- **Task to complete**
All lines in the records that carry the string "false" are to be shown.
Content starts
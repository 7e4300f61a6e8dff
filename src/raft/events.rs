//! Group leadership and membership events.
//!
//! The consensus layer reports three kinds of edges to a [`RaftGroupEventsDispatcher`]:
//! a leader was elected, a new peer set was committed and applied, and a
//! reconfiguration attempt failed. The dispatcher fans them out to registered
//! [`RaftGroupEventsListener`]s.
//!
//! Delivery is edge-triggered and best effort. Leader notifications are deduplicated
//! per term, and the two membership callbacks only fire while this node is the leader.

use std::fmt;
use std::sync::atomic::{AtomicBool, AtomicU64, Ordering};
use std::sync::Arc;

use dashmap::DashMap;
use parking_lot::RwLock;
use serde::{Deserialize, Serialize};
use tracing::{debug, info, warn};

use crate::raft::RaftRole;

/// Name of a raft group.
#[derive(Clone, Debug, PartialEq, Eq, Hash, PartialOrd, Ord, Serialize, Deserialize)]
pub struct GroupId(pub String);

impl GroupId {
    pub fn new(name: impl Into<String>) -> Self {
        Self(name.into())
    }

    pub fn as_str(&self) -> &str {
        &self.0
    }
}

impl fmt::Display for GroupId {
    fn fmt(&self, f: &mut fmt::Formatter<'_>) -> fmt::Result {
        f.write_str(&self.0)
    }
}

/// Identity of one participant of one group.
#[derive(Clone, Debug, PartialEq, Eq, Hash, PartialOrd, Ord, Serialize, Deserialize)]
pub struct PeerId {
    pub node_id: u64,
    pub group: GroupId,
}

impl PeerId {
    pub fn new(node_id: u64, group: GroupId) -> Self {
        Self { node_id, group }
    }
}

impl fmt::Display for PeerId {
    fn fmt(&self, f: &mut fmt::Formatter<'_>) -> fmt::Result {
        write!(f, "{}@{}", self.node_id, self.group)
    }
}

/// Versioned, ordered peer set of a group.
#[derive(Clone, Debug, Default, PartialEq, Eq, Serialize, Deserialize)]
pub struct Membership {
    pub version: u64,
    pub peers: Vec<PeerId>,
}

impl Membership {
    pub fn new(group: &GroupId, node_ids: &[u64]) -> Self {
        Self {
            version: 0,
            peers: node_ids
                .iter()
                .map(|&id| PeerId::new(id, group.clone()))
                .collect(),
        }
    }

    pub fn node_ids(&self) -> Vec<u64> {
        self.peers.iter().map(|p| p.node_id).collect()
    }

    pub fn contains(&self, node_id: u64) -> bool {
        self.peers.iter().any(|p| p.node_id == node_id)
    }
}

#[derive(Clone, Copy, Debug, PartialEq, Eq)]
pub enum StatusCode {
    QuorumLost,
    Timeout,
    NotLeader,
    Busy,
}

impl fmt::Display for StatusCode {
    fn fmt(&self, f: &mut fmt::Formatter<'_>) -> fmt::Result {
        match self {
            StatusCode::QuorumLost => write!(f, "QuorumLost"),
            StatusCode::Timeout => write!(f, "Timeout"),
            StatusCode::NotLeader => write!(f, "NotLeader"),
            StatusCode::Busy => write!(f, "Busy"),
        }
    }
}

/// Outcome of a reconfiguration attempt.
#[derive(Clone, Debug, PartialEq, Eq)]
pub struct GroupStatus {
    pub code: StatusCode,
    pub detail: String,
}

impl GroupStatus {
    pub fn new(code: StatusCode, detail: impl Into<String>) -> Self {
        Self {
            code,
            detail: detail.into(),
        }
    }
}

impl fmt::Display for GroupStatus {
    fn fmt(&self, f: &mut fmt::Formatter<'_>) -> fmt::Result {
        write!(f, "{}: {}", self.code, self.detail)
    }
}

/// Receiver of group events.
///
/// Every callback defaults to doing nothing, so implementors override only what they
/// need. Callbacks run on the consensus layer's tasks and must not block.
pub trait RaftGroupEventsListener: Send + Sync {
    /// This node became leader for `term`.
    fn on_leader_elected(&self, _term: u64) {}

    /// A membership change was committed and applied.
    fn on_new_peers_configuration_applied(&self, _peers: &[PeerId]) {}

    /// Moving to `peers` failed during `term`; the previous configuration stays.
    fn on_reconfiguration_error(&self, _status: &GroupStatus, _peers: &[PeerId], _term: u64) {}
}

/// Listener that ignores every event.
#[derive(Clone, Copy, Debug, Default)]
pub struct NoopListener;

impl RaftGroupEventsListener for NoopListener {}

pub static NOOP_LISTENER: NoopListener = NoopListener;

pub type ListenerId = u64;

/// Per-group event fan-out with role tracking and a reconfiguration-in-flight flag.
pub struct RaftGroupEventsDispatcher {
    group: GroupId,
    listeners: DashMap<ListenerId, Arc<dyn RaftGroupEventsListener>>,
    next_listener_id: AtomicU64,

    /// Highest term for which `on_leader_elected` was delivered
    last_elected_term: AtomicU64,

    role: RwLock<RaftRole>,
    reconfig_in_flight: AtomicBool,
}

impl RaftGroupEventsDispatcher {
    pub fn new(group: GroupId) -> Self {
        Self {
            group,
            listeners: DashMap::new(),
            next_listener_id: AtomicU64::new(1),
            last_elected_term: AtomicU64::new(0),
            role: RwLock::new(RaftRole::Follower),
            reconfig_in_flight: AtomicBool::new(false),
        }
    }

    pub fn group(&self) -> &GroupId {
        &self.group
    }

    pub fn register(&self, listener: Arc<dyn RaftGroupEventsListener>) -> ListenerId {
        let id = self.next_listener_id.fetch_add(1, Ordering::SeqCst);
        self.listeners.insert(id, listener);
        debug!(group = %self.group, listener_id = id, "Registered group events listener");
        id
    }

    pub fn deregister(&self, id: ListenerId) -> bool {
        self.listeners.remove(&id).is_some()
    }

    pub fn listener_count(&self) -> usize {
        self.listeners.len()
    }

    pub fn role(&self) -> RaftRole {
        *self.role.read()
    }

    pub fn is_leader(&self) -> bool {
        self.role() == RaftRole::Leader
    }

    /// Records a transition to follower or candidate.
    ///
    /// Losing leadership abandons any in-flight reconfiguration.
    pub fn role_changed(&self, role: RaftRole) {
        let previous = std::mem::replace(&mut *self.role.write(), role);
        if previous != role {
            debug!(group = %self.group, from = %previous, to = %role, "Group role changed");
        }
        if role != RaftRole::Leader {
            self.reconfig_in_flight.store(false, Ordering::SeqCst);
        }
    }

    /// Marks a reconfiguration as started. Returns false if this node is not the
    /// leader or another reconfiguration is already in flight.
    pub fn begin_reconfiguration(&self) -> bool {
        if !self.is_leader() {
            return false;
        }
        self.reconfig_in_flight
            .compare_exchange(false, true, Ordering::SeqCst, Ordering::SeqCst)
            .is_ok()
    }

    /// Clears the in-flight flag without notifying anyone.
    pub fn finish_reconfiguration(&self) {
        self.reconfig_in_flight.store(false, Ordering::SeqCst);
    }

    pub fn reconfiguration_in_flight(&self) -> bool {
        self.reconfig_in_flight.load(Ordering::SeqCst)
    }

    // Collected up front so listeners may (de)register from inside a callback.
    fn snapshot_listeners(&self) -> Vec<Arc<dyn RaftGroupEventsListener>> {
        self.listeners.iter().map(|l| l.value().clone()).collect()
    }
}

impl RaftGroupEventsListener for RaftGroupEventsDispatcher {
    fn on_leader_elected(&self, term: u64) {
        *self.role.write() = RaftRole::Leader;

        let previous = self.last_elected_term.fetch_max(term, Ordering::AcqRel);
        if previous >= term {
            debug!(group = %self.group, term, "Duplicate leader notification ignored");
            return;
        }

        info!(group = %self.group, term, "Elected group leader");
        for listener in self.snapshot_listeners() {
            listener.on_leader_elected(term);
        }
    }

    fn on_new_peers_configuration_applied(&self, peers: &[PeerId]) {
        self.reconfig_in_flight.store(false, Ordering::SeqCst);
        if !self.is_leader() {
            return;
        }

        info!(group = %self.group, peers = peers.len(), "New peers configuration applied");
        for listener in self.snapshot_listeners() {
            listener.on_new_peers_configuration_applied(peers);
        }
    }

    fn on_reconfiguration_error(&self, status: &GroupStatus, peers: &[PeerId], term: u64) {
        self.reconfig_in_flight.store(false, Ordering::SeqCst);
        if !self.is_leader() {
            return;
        }

        warn!(group = %self.group, term, status = %status, "Reconfiguration failed");
        for listener in self.snapshot_listeners() {
            listener.on_reconfiguration_error(status, peers, term);
        }
    }
}

#[cfg(test)]
mod tests {
    use super::*;
    use parking_lot::Mutex;

    #[derive(Default)]
    struct Recorder {
        elected: Mutex<Vec<u64>>,
        applied: Mutex<Vec<Vec<PeerId>>>,
        errors: Mutex<Vec<(StatusCode, u64)>>,
    }

    impl RaftGroupEventsListener for Recorder {
        fn on_leader_elected(&self, term: u64) {
            self.elected.lock().push(term);
        }

        fn on_new_peers_configuration_applied(&self, peers: &[PeerId]) {
            self.applied.lock().push(peers.to_vec());
        }

        fn on_reconfiguration_error(&self, status: &GroupStatus, _peers: &[PeerId], term: u64) {
            self.errors.lock().push((status.code, term));
        }
    }

    fn dispatcher_with_recorder() -> (RaftGroupEventsDispatcher, Arc<Recorder>) {
        let dispatcher = RaftGroupEventsDispatcher::new(GroupId::new("meta"));
        let recorder = Arc::new(Recorder::default());
        dispatcher.register(recorder.clone());
        (dispatcher, recorder)
    }

    #[test]
    fn test_leader_elected_deduplicated_per_term() {
        let (dispatcher, recorder) = dispatcher_with_recorder();

        dispatcher.on_leader_elected(5);
        dispatcher.on_leader_elected(5);
        assert_eq!(*recorder.elected.lock(), vec![5]);

        // Stale term after a newer one is also a duplicate.
        dispatcher.on_leader_elected(6);
        dispatcher.on_leader_elected(4);
        assert_eq!(*recorder.elected.lock(), vec![5, 6]);
    }

    #[test]
    fn test_first_leader_of_group_is_reported() {
        let (dispatcher, recorder) = dispatcher_with_recorder();
        dispatcher.on_leader_elected(1);
        assert_eq!(*recorder.elected.lock(), vec![1]);
        assert!(dispatcher.is_leader());
    }

    #[test]
    fn test_membership_events_only_on_leader() {
        let (dispatcher, recorder) = dispatcher_with_recorder();
        let group = GroupId::new("meta");
        let peers = vec![PeerId::new(1, group.clone()), PeerId::new(2, group)];
        let status = GroupStatus::new(StatusCode::QuorumLost, "no quorum");

        dispatcher.on_new_peers_configuration_applied(&peers);
        dispatcher.on_reconfiguration_error(&status, &peers, 1);
        assert!(recorder.applied.lock().is_empty());
        assert!(recorder.errors.lock().is_empty());

        dispatcher.on_leader_elected(2);
        dispatcher.on_new_peers_configuration_applied(&peers);
        dispatcher.on_reconfiguration_error(&status, &peers, 2);
        assert_eq!(recorder.applied.lock().len(), 1);
        assert_eq!(*recorder.errors.lock(), vec![(StatusCode::QuorumLost, 2)]);
    }

    #[test]
    fn test_reconfiguration_flag() {
        let dispatcher = RaftGroupEventsDispatcher::new(GroupId::new("meta"));
        assert!(!dispatcher.begin_reconfiguration());

        dispatcher.on_leader_elected(1);
        assert!(dispatcher.begin_reconfiguration());
        assert!(!dispatcher.begin_reconfiguration());

        dispatcher.role_changed(RaftRole::Follower);
        assert!(!dispatcher.reconfiguration_in_flight());
    }

    #[test]
    fn test_deregister_and_noop_listener() {
        let (dispatcher, recorder) = dispatcher_with_recorder();
        let noop_id = dispatcher.register(Arc::new(NoopListener));
        assert_eq!(dispatcher.listener_count(), 2);

        assert!(dispatcher.deregister(noop_id));
        assert!(!dispatcher.deregister(noop_id));

        dispatcher.on_leader_elected(3);
        assert_eq!(*recorder.elected.lock(), vec![3]);

        NOOP_LISTENER.on_leader_elected(3);
        NOOP_LISTENER.on_reconfiguration_error(
            &GroupStatus::new(StatusCode::Timeout, "slow"),
            &[],
            3,
        );
    }
}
Content ends
- **Answer space**
            reconfig_in_flight: AtomicBool::new(false),
            self.reconfig_in_flight.store(false, Ordering::SeqCst);
    /// Marks a reconfiguration as started. Returns false if this node is not the
            return false;
            .compare_exchange(false, true, Ordering::SeqCst, Ordering::SeqCst)
        self.reconfig_in_flight.store(false, Ordering::SeqCst);
        self.reconfig_in_flight.store(false, Ordering::SeqCst);
        self.reconfig_in_flight.store(false, Ordering::SeqCst);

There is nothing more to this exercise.